Author, Coach, and Speaker helping men, women, and organizations EMERGE with clear vision of their value, TAKE ownership of their choices, and CHART a path to their promise, becoming Victorious Souls who Embrace The Change from survive to thrive through the power of the love of God

This Post Has 8 Comments

  1. I find it interesting that the opposite is also true. There are times in our lives when we hide. But I’m wondering if at those times we are really wondering if anyone will come looking for us. And if they don’t, we simply are out to prove some negative thing we are telling ourselves i.e. no-one really cares.

    1. Danielle Bernock

      Anne, I completely agree. In fact, at first I was going to touch on hiding but the article would have become too long. Perhaps in another article.

      I agree with your thoughts on what may be going on while one is hiding also. I used to be a hider and can relate to your words.

      Thank you for sharing!

  2. Michael

    In my work as an engineer I have found that my work is rarely validated. We have a saying “no news is good news” because if our design has a mistake or a flaw or doesn’t work as desired, we get immediate feedback, but if it works well, we hear nothing. So I have learned to take the silence as validation, and to seek validation in other ways. MY motivation comes from the silence of my customers and reassurance of my wife’s words when she tells me she appreciates my hard work and how I provide for the family.

    1. Danielle Bernock

      Michael, I think that is amazing.
      You’ve taken the lack of being seen inherent your industry and reframed it in your mind as silence that speaks thereby providing what you need. Amazing. Many people could not do that.
      Thank you for sharing.

  3. Great thoughts and so right on. This is obviously playing out on social media as people seek followers and appreciate likes. I notice that some people ask for RT and follows. I don’t do this because for some reason I feel uncomfortable “asking for attention” however, I feel validated and loved when my blog or tweets are followed or liked. I guess I feel like if you’re content and writing is good then people will naturally follow without one needing to ask. In other words, I need and appreciate validation but I don’t want to ask for it. Is that pride? I’m not entirely sure. Ok I’m rambling. Hope this makes sense. I do very much appreciate the value in community and building relationships. Thanks for taking time to write this. It really got me thinking!

    1. Danielle Bernock

      Thank you KP. I see it too. There are many out there just trying to be seen. Who knows what has gone on in their lives. If i can agree with what they are asking I support. I want to be a positive and uplifting voice. One of support and comfort and encouragement.

      I understand the discomfort with asking to be supported. I have been there. Sometimes I still struggle. I was terrified when I first released my book that someone would actually read it.

      But after I saw my story brought about positive change in people’s lives I realized I needed to do something if people were going to know my book existed.

      I had to learn marketing and learning it is difficult because you have to put yourself out there.

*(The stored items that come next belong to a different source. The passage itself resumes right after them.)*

use glam::{Mat3, Quat};
use crate::Scalar;

pub type Vec3 = glam::Vec3;

#[inline] pub fn vec3(x: Scalar, y: Scalar, z: Scalar) -> Vec3 { Vec3::new(x, y, z) }
#[inline] pub fn iso(pos: Vec3, rot: Quat) -> Isometry { Isometry { pos, rot } }

/// Body frame convention: +X right, +Y up, +Z forward.
#[derive(Copy, Clone, Debug, PartialEq)]
pub struct Isometry { pub pos: Vec3, pub rot: Quat }

impl Default for Isometry {
    fn default() -> Self { Self { pos: Vec3::ZERO, rot: Quat::IDENTITY } }
}

impl Isometry {
    #[inline] pub fn forward(&self) -> Vec3 { self.rot * Vec3::Z }
    #[inline] pub fn right(&self) -> Vec3 { self.rot * Vec3::X }
    #[inline] pub fn up(&self) -> Vec3 { self.rot * Vec3::Y }
}

/// Remove the component of `v` along the unit normal `n`.
#[inline]
pub fn project_on_plane(v: Vec3, n: Vec3) -> Vec3 { v - n * v.dot(n) }

/// Rotation whose +Z looks along `forward` and whose +Y is as close to `up` as possible.
/// `None` when `forward` is zero or parallel to `up`; callers pick their own fallback axis.
pub fn look_rotation(forward: Vec3, up: Vec3) -> Option<Quat> {
    let f = forward.normalize_or_zero();
    if f == Vec3::ZERO { return None; }
    let r = up.cross(f);
    if r.length_squared() < 1.0e-8 { return None; }
    let r = r.normalize();
    let u = f.cross(r);
    Some(Quat::from_mat3(&Mat3::from_cols(r, u, f)).normalize())
}

/// Spherical step from unit `a` toward unit `b` by fraction `t`. Always returns a unit vector;
/// degenerate input falls back to `a` (or +Y if `a` itself is unusable).
pub fn slerp_dir(a: Vec3, b: Vec3, t: f32) -> Vec3 {
    let a = a.normalize_or_zero();
    let a = if a == Vec3::ZERO { Vec3::Y } else { a };
    let b = b.normalize_or_zero();
    if b == Vec3::ZERO { return a; }
    let arc = Quat::from_rotation_arc(a, b);
    let out = (Quat::IDENTITY.slerp(arc, t.clamp(0.0, 1.0)) * a).normalize_or_zero();
    if out == Vec3::ZERO || !out.is_finite() { a } else { out }
}

/// Step `cur` toward `target` by at most `max_delta`, landing exactly on it.
#[inline]
pub fn move_towards(cur: f32, target: f32, max_delta: f32) -> f32 {
    let d = target - cur;
    if d.abs() <= max_delta { target } else { cur + d.signum() * max_delta }
}

/// Wrap degrees into [-180, 180].
#[inline]
pub fn wrap_degrees(a: f32) -> f32 {
    let w = (a + 180.0).rem_euclid(360.0) - 180.0;
    // rem_euclid can round up to exactly 360 for tiny negative inputs
    if w > 180.0 { w - 360.0 } else { w }
}

/// Frame-rate scaled blend factor, clamped the way lerp/slerp expect it.
#[inline]
pub fn lerp_t(rate: f32, dt: f32) -> f32 { (rate * dt).clamp(0.0, 1.0) }

#[cfg(test)]
mod tests {
    use super::*;

    fn close(a: Vec3, b: Vec3) -> bool { (a - b).length() < 1.0e-4 }

    #[test]
    fn look_rotation_maps_axes() {
        let q = look_rotation(Vec3::X, Vec3::Y).expect("valid basis");
        assert!(close(q * Vec3::Z, Vec3::X));
        assert!(close(q * Vec3::Y, Vec3::Y));
        assert!(close(q * Vec3::X, -Vec3::Z));
    }

    #[test]
    fn look_rotation_on_slope_keeps_up_on_normal() {
        let n = vec3(0.0, 1.0, 0.5).normalize();
        let fwd = project_on_plane(Vec3::Z, n).normalize();
        let q = look_rotation(fwd, n).expect("valid basis");
        assert!(close(q * Vec3::Y, n));
        assert!(close(q * Vec3::Z, fwd));
    }

    #[test]
    fn look_rotation_degenerate_is_none() {
        assert!(look_rotation(Vec3::Y, Vec3::Y).is_none());
        assert!(look_rotation(Vec3::ZERO, Vec3::Y).is_none());
    }

    #[test]
    fn slerp_dir_stays_unit() {
        let a = Vec3::Y;
        let b = vec3(0.0, 0.2, 1.0).normalize();
        let mut cur = a;
        for _ in 0..50 {
            cur = slerp_dir(cur, b, 0.3);
            assert!((cur.length() - 1.0).abs() < 1.0e-5);
        }
        assert!((cur - b).length() < 1.0e-3);
        let opp = slerp_dir(Vec3::Y, Vec3::NEG_Y, 0.5);
        assert!((opp.length() - 1.0).abs() < 1.0e-5);
        assert_eq!(slerp_dir(Vec3::Y, Vec3::ZERO, 0.5), Vec3::Y);
    }

    #[test]
    fn wrap_degrees_range() {
        assert_eq!(wrap_degrees(0.0), 0.0);
        assert_eq!(wrap_degrees(360.0), 0.0);
        assert!((wrap_degrees(540.0) - 180.0).abs() < 1e-4 || (wrap_degrees(540.0) + 180.0).abs() < 1e-4);
        assert!((wrap_degrees(-370.0) + 10.0).abs() < 1e-4);
        assert!((wrap_degrees(725.0) - 5.0).abs() < 1e-4);
        for i in -2000..2000 {
            let w = wrap_degrees(i as f32 * 1.7);
            assert!((-180.0..=180.0).contains(&w));
        }
    }

    #[test]
    fn move_towards_never_overshoots() {
        assert_eq!(move_towards(1.0, 0.0, 5.0), 0.0);
        assert_eq!(move_towards(10.0, 0.0, 3.0), 7.0);
        assert_eq!(move_towards(-10.0, 0.0, 3.0), -7.0);
    }

    #[test]
    fn wrap_and_slerp_hold_for_any_input() {
        bolero::check!().with_type::<(f32, (f32, f32, f32), (f32, f32, f32), f32)>().for_each(|&(a, (ax, ay, az), (bx, by, bz), t)| {
            if a.is_finite() && a.abs() < 1.0e6 {
                let w = wrap_degrees(a);
                assert!((-180.0..=180.0).contains(&w), "{a} -> {w}");
            }
            let (va, vb) = (Vec3::new(ax, ay, az), Vec3::new(bx, by, bz));
            if !(va.is_finite() && vb.is_finite() && t.is_finite()) { return; }
            let usable = |v: Vec3| (1.0e-6..1.0e12).contains(&v.length_squared());
            if !usable(va) || !(usable(vb) || vb == Vec3::ZERO) { return; }
            let out = slerp_dir(va, vb, t);
            assert!((out.length() - 1.0).abs() < 1.0e-3, "{va} {vb} {t} -> {out}");
        });
    }
}
use powder_core::Vec3;

#[derive(Copy, Clone, Debug, Default, PartialEq)]
pub struct Aabb { pub min: Vec3, pub max: Vec3 }

impl Aabb {
    #[inline] pub fn new(min: Vec3, max: Vec3) -> Self { Self { min, max } }
    #[inline] pub fn from_center_half_extents(c: Vec3, he: Vec3) -> Self {
        Self { min: c - he, max: c + he }
    }
    #[inline] pub fn center(&self) -> Vec3 { (self.min + self.max) * 0.5 }
    #[inline] pub fn overlaps(&self, other: &Aabb) -> bool {
        !(self.max.x < other.min.x || self.min.x > other.max.x ||
            self.max.y < other.min.y || self.min.y > other.max.y ||
            self.max.z < other.min.z || self.min.z > other.max.z)
    }
    #[inline] pub fn expand_by(&mut self, r: f32) {
        let e = Vec3::splat(r);
        self.min -= e; self.max += e;
    }
    #[inline] pub fn contains(&self, p: Vec3) -> bool {
        p.x >= self.min.x && p.x <= self.max.x &&
            p.y >= self.min.y && p.y <= self.max.y &&
            p.z >= self.min.z && p.z <= self.max.z
    }
    /// Closest point on or inside the box.
    #[inline] pub fn closest_point(&self, p: Vec3) -> Vec3 { p.clamp(self.min, self.max) }
    #[inline] pub fn overlaps_sphere(&self, c: Vec3, r: f32) -> bool {
        (self.closest_point(c) - c).length_squared() <= r * r
    }
}
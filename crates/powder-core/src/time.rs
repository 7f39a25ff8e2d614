/// Converts variable frame time into whole fixed physics ticks.
///
/// Leftover time carries to the next frame. At most `max_substeps` ticks run per frame; time
/// beyond that is dropped so a long stall cannot spiral.
#[derive(Copy, Clone, Debug)]
pub struct FixedStep {
    pub dt: f32,
    pub max_substeps: u32,
    acc: f32,
}

impl FixedStep {
    pub fn new(dt: f32, max_substeps: u32) -> Self {
        Self { dt: dt.max(1.0e-4), max_substeps: max_substeps.max(1), acc: 0.0 }
    }

    /// Feed one frame; returns how many physics ticks to run now.
    pub fn advance(&mut self, frame_dt: f32) -> u32 {
        if !(frame_dt > 0.0) { return 0; }
        self.acc += frame_dt;
        let mut n = 0;
        while self.acc >= self.dt && n < self.max_substeps {
            self.acc -= self.dt;
            n += 1;
        }
        if n == self.max_substeps && self.acc >= self.dt { self.acc %= self.dt; }
        n
    }

    /// Fraction of a tick left over; useful for render interpolation.
    #[inline] pub fn alpha(&self) -> f32 { self.acc / self.dt }
    #[inline] pub fn reset(&mut self) { self.acc = 0.0; }
}

impl Default for FixedStep {
    fn default() -> Self { Self::new(1.0 / 50.0, 8) }
}

/// Running counters for the two-phase loop.
#[derive(Copy, Clone, Debug, Default, PartialEq, Eq)]
pub struct StepStats {
    pub physics_ticks: u32,
    pub score_events: u32,
    pub obstacle_hits: u32,
}
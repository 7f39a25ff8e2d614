//! Ground the rider slides on: a heightfield slope plus box colliders, behind the two query
//! traits the locomotion engine consumes.

pub mod heightfield;
pub mod probe;
pub mod course;

pub use heightfield::HeightField;
pub use probe::{GroundHit, GroundProbe, ObstacleContact, ObstacleQuery};
pub use course::{Category, Course, CourseCollider};
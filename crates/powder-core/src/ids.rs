use core::fmt;

#[derive(Copy, Clone, Debug, Eq, PartialEq, Hash, Ord, PartialOrd)]
pub struct BodyId(pub u32);
impl fmt::Display for BodyId { fn fmt(&self, f: &mut fmt::Formatter<'_>) -> fmt::Result { write!(f, "BodyId({})", self.0) } }

#[derive(Copy, Clone, Debug, Eq, PartialEq, Hash, Ord, PartialOrd)]
pub struct ColliderId(pub u32);
impl fmt::Display for ColliderId { fn fmt(&self, f: &mut fmt::Formatter<'_>) -> fmt::Result { write!(f, "ColliderId({})", self.0) } }
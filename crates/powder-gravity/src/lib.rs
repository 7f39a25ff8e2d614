//! Slope-local gravity: a stick term into the slope plus a downhill pull along it while
//! grounded, plain downward acceleration while airborne.

use powder_core::{project_on_plane, ParamError, Vec3};
use serde::{Deserialize, Serialize};

/// World down. The ground probe casts along this axis too.
pub const DOWN: Vec3 = Vec3::NEG_Y;

#[derive(Copy, Clone, Debug, PartialEq, Serialize, Deserialize)]
#[serde(default)]
pub struct GravityParams {
    /// Downhill pull along the slope plane (m/s^2).
    pub slope_gravity: f32,
    /// Pull into the slope along -normal (m/s^2).
    pub stick_gravity: f32,
    /// Straight-down acceleration while airborne (m/s^2).
    pub air_gravity: f32,
}

impl Default for GravityParams {
    fn default() -> Self { Self { slope_gravity: 25.0, stick_gravity: 40.0, air_gravity: 30.0 } }
}

impl GravityParams {
    pub fn validate(&self) -> Result<(), ParamError> {
        ParamError::check_non_negative("slope_gravity", self.slope_gravity)?;
        ParamError::check_non_negative("stick_gravity", self.stick_gravity)?;
        ParamError::check_non_negative("air_gravity", self.air_gravity)?;
        Ok(())
    }
}

#[derive(Copy, Clone, Debug)]
pub enum Support {
    /// In contact; `normal` is the smoothed slope normal (unit).
    Grounded { normal: Vec3 },
    Airborne,
}

/// The two grounded terms, kept apart for telemetry.
#[derive(Copy, Clone, Debug, Default, PartialEq)]
pub struct SlopeGravity {
    pub stick: Vec3,
    pub downhill: Vec3,
}

/// Grounded decomposition. On flat ground the downhill term vanishes.
#[inline]
pub fn decompose(params: &GravityParams, normal: Vec3) -> SlopeGravity {
    let downhill = project_on_plane(DOWN, normal).normalize_or_zero();
    SlopeGravity {
        stick: -normal * params.stick_gravity,
        downhill: downhill * params.slope_gravity,
    }
}

#[inline]
pub fn eval(params: &GravityParams, support: Support) -> Vec3 {
    match support {
        Support::Grounded { normal } => {
            let g = decompose(params, normal);
            g.stick + g.downhill
        }
        Support::Airborne => DOWN * params.air_gravity,
    }
}
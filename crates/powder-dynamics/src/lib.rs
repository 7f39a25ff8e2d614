use powder_core::{BodyId, Isometry, Quat, Scalar, Vec3};

/// Input descriptor when creating a body.
#[derive(Copy, Clone, Debug)]
pub struct BodyDesc {
    pub id: BodyId,
    pub pose: Isometry,
    pub lin_vel: Vec3,
}

/// Position, orientation and linear velocity, as read by telemetry.
#[derive(Copy, Clone, Debug, PartialEq)]
pub struct RigidState {
    pub pos: Vec3,
    pub rot: Quat,
    pub lin_vel: Vec3,
}

/// The single rigid body the rider controller drives.
///
/// Accelerations queue up during a physics tick and are applied by `integrate`; velocity
/// writes and velocity changes take effect immediately.
#[derive(Clone, Debug)]
pub struct RigidBody {
    id: BodyId,
    pos: Vec3,
    rot: Quat,
    linvel: Vec3,
    acc: Vec3,
}

impl RigidBody {
    pub fn new(desc: BodyDesc) -> Self {
        Self { id: desc.id, pos: desc.pose.pos, rot: desc.pose.rot.normalize(), linvel: desc.lin_vel, acc: Vec3::ZERO }
    }

    #[inline] pub fn id(&self) -> BodyId { self.id }

    #[inline] pub fn pose(&self) -> Isometry { Isometry { pos: self.pos, rot: self.rot } }
    #[inline] pub fn set_pose(&mut self, iso: Isometry) {
        self.pos = iso.pos;
        self.rot = iso.rot.normalize();
    }
    #[inline] pub fn position(&self) -> Vec3 { self.pos }
    #[inline] pub fn set_position(&mut self, p: Vec3) { self.pos = p; }
    #[inline] pub fn rotation(&self) -> Quat { self.rot }
    #[inline] pub fn set_rotation(&mut self, q: Quat) { self.rot = q.normalize(); }

    #[inline] pub fn vel(&self) -> Vec3 { self.linvel }
    #[inline] pub fn set_vel(&mut self, v: Vec3) { self.linvel = v; }

    #[inline] pub fn state(&self) -> RigidState { RigidState { pos: self.pos, rot: self.rot, lin_vel: self.linvel } }

    /// Queue an acceleration for the next `integrate`.
    #[inline] pub fn add_acceleration(&mut self, a: Vec3) { self.acc += a; }
    #[inline] pub fn pending_acceleration(&self) -> Vec3 { self.acc }

    /// Instant velocity change, independent of mass.
    #[inline] pub fn apply_velocity_change(&mut self, dv: Vec3) { self.linvel += dv; }

    /// Semi-implicit Euler; clears the queued acceleration.
    pub fn integrate(&mut self, dt: Scalar) {
        self.linvel += self.acc * dt;
        self.pos += self.linvel * dt;
        self.acc = Vec3::ZERO;
    }
}
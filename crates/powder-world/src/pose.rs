use powder_core::Vec3;
use serde::{Deserialize, Serialize};

/// Coarse pose for an external animation layer.
#[derive(Copy, Clone, Debug, PartialEq, Eq, Hash, Serialize, Deserialize)]
pub enum RiderPose { Ride, Bomb, Shaky, Jump, Air, SpinGrab, FlipGrab, Idle }

/// Relative speed at which boosting switches to the tucked pose.
pub const BOMB_REL_SPEED: f32 = 0.4;
const IDLE_SPEED: f32 = 0.5;
const RISING_DOT: f32 = 0.2;

#[derive(Copy, Clone, Debug, Default)]
pub struct PoseInputs {
    pub grounded: bool,
    pub braking: bool,
    pub boosting: bool,
    pub vel: Vec3,
    pub max_speed: f32,
    pub ground_normal: Vec3,
    pub doing_trick: bool,
    pub flat_spin: bool,
}

pub fn classify(p: &PoseInputs) -> RiderPose {
    let speed = p.vel.length();
    if !p.grounded {
        if p.doing_trick {
            return if p.flat_spin { RiderPose::SpinGrab } else { RiderPose::FlipGrab };
        }
        let rising = p.vel.try_normalize().map_or(0.0, |d| d.dot(p.ground_normal));
        return if rising > RISING_DOT { RiderPose::Jump } else { RiderPose::Air };
    }
    if speed < IDLE_SPEED { return RiderPose::Idle; }
    let rel = if p.max_speed > 0.0 { (speed / p.max_speed).clamp(0.0, 1.0) } else { 0.0 };
    if p.boosting && !p.braking && rel >= BOMB_REL_SPEED { return RiderPose::Bomb; }
    if p.braking { RiderPose::Shaky } else { RiderPose::Ride }
}
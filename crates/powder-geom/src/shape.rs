use glam::Mat3;
use powder_core::{Isometry, Vec3};
use crate::aabb::Aabb;

#[derive(Copy, Clone, Debug, PartialEq)]
pub enum Shape {
    Sphere { r: f32 },
    Box { hx: f32, hy: f32, hz: f32 },
    Capsule { r: f32, hh: f32 }, // half-height along local Y
}

#[inline]
pub fn aabb_of(shape: &Shape, xf: &Isometry) -> Aabb {
    match *shape {
        Shape::Sphere { r } => Aabb::from_center_half_extents(xf.pos, Vec3::splat(r)),
        Shape::Box { hx, hy, hz } => {
            let he = Vec3::new(hx, hy, hz);
            let rot = Mat3::from_quat(xf.rot);
            let m = Mat3::from_cols(rot.x_axis.abs(), rot.y_axis.abs(), rot.z_axis.abs());
            Aabb::from_center_half_extents(xf.pos, m * he)
        }
        Shape::Capsule { r, hh } => {
            let axis_world = xf.rot * Vec3::Y * hh.abs();
            let he = axis_world.abs() + Vec3::splat(r);
            Aabb::from_center_half_extents(xf.pos, he)
        }
    }
}
//! Slope-relative rider locomotion: ground probe, local gravity, tangent-frame velocity
//! integration, jump, speed clamp and obstacle slow-down.

pub mod params;
pub mod ground;
pub mod engine;

pub use params::{JumpAxis, LocoParams};
pub use ground::{probe_ground, GroundInfo};
pub use engine::{LocoStepReport, LocomotionEngine, ObstacleHit, TangentFrame};
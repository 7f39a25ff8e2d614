#[derive(Copy, Clone, Debug)]
pub struct XorShift64 { state: u64 }

impl XorShift64 {
    pub fn new(seed: u64) -> Self { Self { state: seed | 1 } }
    pub fn next_u32(&mut self) -> u32 {
        let mut x = self.state;
        x ^= x >> 12; x ^= x << 25; x ^= x >> 27;
        self.state = x;
        ((x.wrapping_mul(2685821657736338717)) >> 32) as u32
    }
    /// Uniform in [0, 1).
    pub fn next_f32(&mut self) -> f32 {
        (self.next_u32() >> 8) as f32 * (1.0 / (1u32 << 24) as f32)
    }
    /// Uniform in [lo, hi).
    pub fn range_f32(&mut self, lo: f32, hi: f32) -> f32 { lo + (hi - lo) * self.next_f32() }
    pub fn state(&self) -> u64 { self.state }
}

#[cfg(test)]
mod tests {
    use super::*;

    #[test]
    fn unit_floats_stay_in_range() {
        let mut r = XorShift64::new(0xBADC0FFEE);
        for _ in 0..10_000 {
            let v = r.next_f32();
            assert!((0.0..1.0).contains(&v));
        }
    }

    #[test]
    fn same_seed_same_sequence() {
        let mut a = XorShift64::new(7);
        let mut b = XorShift64::new(7);
        for _ in 0..64 { assert_eq!(a.next_u32(), b.next_u32()); }
    }
}
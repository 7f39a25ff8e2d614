pub mod aabb;
pub mod shape;
pub mod sweep;

pub use aabb::Aabb;
pub use shape::Shape;
pub use shape::aabb_of;
pub use sweep::{SweepHit, sweep_sphere_vs_aabb, pick_better};
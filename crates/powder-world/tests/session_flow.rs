use std::cell::RefCell;
use std::rc::Rc;

use glam::{UVec2, Vec2};
use powder_core::{iso, vec3, Isometry, Quat, Vec3};
use powder_geom::Shape;
use powder_locomotion::LocoParams;
use powder_terrain::{Category, Course, HeightField};
use powder_viz::LedgerEvent;
use powder_world::*;

const DT: f32 = 1.0 / 50.0;

#[derive(Clone, Default)]
struct Shared(Rc<RefCell<Vec<ScoreEvent>>>);

impl ScoreSink for Shared {
    fn award(&mut self, ev: ScoreEvent) { self.0.borrow_mut().push(ev); }
}

fn flat_course() -> Course {
    Course::with_terrain(HeightField::incline(UVec2::new(128, 128), Vec2::ONE, 0.0), vec3(-64.0, 0.0, -64.0))
}

fn coasting() -> RiderConfig {
    RiderConfig { loco: LocoParams { always_accelerate: false, ..LocoParams::default() }, ..RiderConfig::default() }
}

fn spawn() -> Isometry { iso(Vec3::ZERO, Quat::IDENTITY) }

#[test]
fn idle_rider_on_flat_ground_stays_put() {
    let mut s = SessionBuilder::new(flat_course()).rider(coasting()).spawn(spawn()).build().expect("valid config");
    let mut ticks = 0;
    for _ in 0..100 {
        let rep = s.frame(DT);
        ticks += rep.physics_ticks;
        assert!(rep.scores.is_empty());
    }
    assert!(ticks >= 98);
    let r = s.rider();
    assert!(r.grounded());
    assert!(r.speed() < 1.0e-3);
    assert!(r.position().length() < 1.0e-3);
    assert_eq!(r.pose(), RiderPose::Idle);
    let display = r.display_rotation().expect("visual blend on by default");
    assert!((display * Vec3::Z - Vec3::NEG_X).length() < 1.0e-2);
}

#[test]
fn jump_flip_and_land_scores_through_the_sink() {
    let sink = Shared::default();
    let cfg = RiderConfig {
        loco: LocoParams { always_accelerate: false, jump_force: 14.0, ..LocoParams::default() },
        trick_speed_multiplier: 2.0,
        ..RiderConfig::default()
    };
    let mut s = SessionBuilder::new(flat_course())
        .rider(cfg)
        .spawn(spawn())
        .sink(Box::new(sink.clone()))
        .build()
        .expect("valid config");

    for _ in 0..10 { s.frame(DT); }
    s.set_input(InputIntent { jump_pressed: true, ..InputIntent::default() });

    let (mut jumped, mut took_off, mut landed, mut armed) = (false, false, false, false);
    let mut trick_events = Vec::new();
    for _ in 0..200 {
        let rep = s.frame(DT);
        jumped |= rep.jumped;
        took_off |= rep.took_off;
        armed |= rep.trick_armed;
        trick_events.extend(rep.scores.iter().filter(|e| e.kind != ScoreKind::Speed).copied());
        if rep.landed && took_off { landed = true; break; }
        // press the trick button only once actually airborne
        let airborne = !s.rider().grounded();
        s.set_input(InputIntent { trick_held: airborne, throttle: if airborne { 1.0 } else { 0.0 }, ..InputIntent::default() });
    }
    assert!(jumped && took_off && armed && landed);
    assert!(!trick_events.is_empty());
    assert!(trick_events.iter().all(|e| e.kind == ScoreKind::FrontFlip && e.points == 15));

    // after recovery the flip angle is back to neutral
    s.set_input(InputIntent::default());
    for _ in 0..30 { s.frame(DT); }
    assert_eq!(s.rider().trick_state().flip_angle, 0.0);

    let received: Vec<_> = sink.0.borrow().iter().filter(|e| e.kind == ScoreKind::FrontFlip).copied().collect();
    assert_eq!(received, trick_events);
    assert_eq!(s.summary().trick_points, 15 * trick_events.len() as u32);
    assert!(s.summary().airtime > 0.3);
}

#[test]
fn rider_without_visual_still_rides_and_scores() {
    let cfg = RiderConfig {
        loco: LocoParams { always_accelerate: false, jump_force: 14.0, ..LocoParams::default() },
        trick_speed_multiplier: 2.0,
        visual: None,
        ..RiderConfig::default()
    };
    let mut s = SessionBuilder::new(flat_course()).rider(cfg).spawn(spawn()).build().expect("valid config");
    for _ in 0..10 { s.frame(DT); }
    s.set_input(InputIntent { jump_pressed: true, ..InputIntent::default() });

    let (mut took_off, mut landed) = (false, false);
    for _ in 0..200 {
        let rep = s.frame(DT);
        took_off |= rep.took_off;
        if rep.landed && took_off { landed = true; break; }
        let airborne = !s.rider().grounded();
        s.set_input(InputIntent { trick_held: airborne, throttle: if airborne { 1.0 } else { 0.0 }, ..InputIntent::default() });
        assert!(s.rider().display_rotation().is_none());
        assert!(s.rider().telemetry().display_rot.is_none());
    }
    assert!(landed);
    assert!(s.summary().trick_points > 0);
    assert!(s.rider().position().is_finite());
}

#[test]
fn ledger_ticks_match_the_physics_step() {
    let mut s = SessionBuilder::new(flat_course()).rider(coasting()).spawn(spawn()).build().expect("valid config");
    for _ in 0..10 { s.frame(DT); }
    s.set_input(InputIntent { jump_pressed: true, ..InputIntent::default() });
    let mut rep = s.frame(DT);
    for _ in 0..3 {
        if rep.jumped { break; }
        rep = s.frame(DT);
    }
    assert!(rep.jumped);
    let fired = s.ledger().iter().find_map(|ev| match ev {
        LedgerEvent::JumpFired { tick, .. } => Some(*tick),
        _ => None,
    });
    let fired = fired.expect("jump logged");
    let first = s.tick_index() - rep.physics_ticks as u64;
    assert!((first..s.tick_index()).contains(&fired), "jump at {fired}, frame ran {first}..{}", s.tick_index());
}

#[test]
fn obstacle_slows_rider_and_is_consumed() {
    let mut course = flat_course();
    course.add_collider(Shape::Box { hx: 2.0, hy: 1.0, hz: 0.5 }, iso(vec3(0.0, 1.0, 6.0), Quat::IDENTITY), None, Category::Obstacle);
    let mut s = SessionBuilder::new(course).rider(coasting()).spawn(spawn()).build().expect("valid config");
    s.frame(DT);
    s.rider_mut().body_mut().set_vel(vec3(0.0, 0.0, 15.0));

    let mut hit_frame = None;
    for i in 0..100 {
        let rep = s.frame(DT);
        if !rep.hits.is_empty() {
            assert!(s.ledger().iter().any(|e| matches!(e, LedgerEvent::ObstacleHit { speed_after, .. } if (*speed_after - 6.0).abs() < 0.5)));
            hit_frame = Some(i);
            break;
        }
    }
    assert!(hit_frame.is_some());
    assert_eq!(s.course().obstacle_count(), 0);
    assert!(s.rider().speed() < 7.0);
    assert_eq!(s.summary().stats.obstacle_hits, 1);
}

#[test]
fn pursuer_catch_disables_rider_once() {
    let chaser = Chaser::new(ChaserParams { start_offset: 10.0, ..ChaserParams::default() }, Vec3::ZERO);
    let mut s = SessionBuilder::new(flat_course())
        .rider(coasting())
        .spawn(spawn())
        .pursuer(Box::new(chaser))
        .build()
        .expect("valid config");

    let mut caught = 0;
    for _ in 0..200 {
        if s.frame(DT).caught { caught += 1; }
    }
    assert_eq!(caught, 1);
    assert!(s.caught());
    assert!(!s.rider().enabled());

    let frozen = s.rider().position();
    let rep = s.frame(DT);
    assert_eq!(rep.physics_ticks, 0);
    assert!(rep.scores.is_empty());
    assert_eq!(s.rider().position(), frozen);

    s.restart(spawn());
    assert!(s.rider().enabled() && !s.caught());
    assert!(s.frame(DT).physics_ticks <= 1);
}

#[test]
fn speed_score_tracks_distance() {
    let mut s = SessionBuilder::new(flat_course())
        .rider(RiderConfig::default())
        .spawn(spawn())
        .config(SessionConfig { speed_score_multiplier: 1.0, ..SessionConfig::default() })
        .build()
        .expect("valid config");
    let mut points = 0;
    for _ in 0..150 {
        points += s.frame(DT).scores.iter().filter(|e| e.kind == ScoreKind::Speed).map(|e| e.points).sum::<u32>();
    }
    // pushing on flat ground: points ~ distance travelled
    let dist = s.rider().position().z;
    assert!(dist > 5.0);
    assert!((points as f32 - dist).abs() < 3.0, "points {points} dist {dist}");
    assert_eq!(points, s.summary().speed_points);
}

#[test]
fn invalid_config_is_rejected() {
    let bad = RiderConfig { speed_multiplier: -1.0, ..RiderConfig::default() };
    assert!(SessionBuilder::new(flat_course()).rider(bad).build().is_err());
    let bad = SessionConfig { max_substeps: 0, ..SessionConfig::default() };
    assert!(SessionBuilder::new(flat_course()).config(bad).build().is_err());
}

For example, I have a book launch group. It was difficult for me to set that up. I was afraid it was arrogant to ask people to help me. I had to humble myself to ask. We need each other. We need to support each other.

      If you have a message to share you need to ask for help too. It is not pride to ask for help. We don’t know everyone and if no one shares how will people have the opportunity to decide if they like what we have to say?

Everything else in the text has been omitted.